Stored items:
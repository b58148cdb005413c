pub mod visibility;

use serde::{Deserialize, Serialize};

pub use visibility::{visible_documents, VisibilityRule};

/// A link published under one dashboard section for one role
#[derive(Debug, Clone, PartialEq, Serialize, Deserialize)]
pub struct Document {
    pub id: i64,
    pub nombre: String,
    pub url: String,
    pub id_rol: i32,
    pub id_pagina: i32,
    #[serde(default)]
    pub id_subregion: Option<i32>,
}

/// Body for both create and update
#[derive(Debug, Clone, PartialEq, Serialize, Deserialize)]
pub struct DocumentDto {
    pub nombre: String,
    pub url: String,
    pub id_rol: i32,
    pub id_pagina: i32,
    pub id_subregion: i32,
}

impl From<&Document> for DocumentDto {
    fn from(doc: &Document) -> Self {
        Self {
            nombre: doc.nombre.clone(),
            url: doc.url.clone(),
            id_rol: doc.id_rol,
            id_pagina: doc.id_pagina,
            id_subregion: doc.id_subregion.unwrap_or_default(),
        }
    }
}
pub mod global_context;
pub mod left;
pub mod registry;
pub mod top_header;

use leptos::prelude::*;
use top_header::TopHeader;

/// Main application shell.
///
/// ```text
/// +------------------------------------------+
/// |              TopHeader                    |
/// +------------------------------------------+
/// |  Sidebar  |           Content            |
/// +------------------------------------------+
/// ```
#[component]
pub fn Shell<L, C>(left: L, center: C) -> impl IntoView
where
    L: Fn() -> AnyView + 'static + Send,
    C: Fn() -> AnyView + 'static + Send,
{
    view! {
        <div class="app-layout">
            <TopHeader />

            <div class="app-body">
                <left::Left>
                    {left()}
                </left::Left>

                <div class="app-main">
                    <div data-zone="center" class="center">
                        {center()}
                    </div>
                </div>
            </div>
        </div>
    }
}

Your assignment: An answer is complete only when it holds every line above containing the string "impl".

Answer for this exercise:
impl From<&Document> for DocumentDto {
pub fn Shell<L, C>(left: L, center: C) -> impl IntoView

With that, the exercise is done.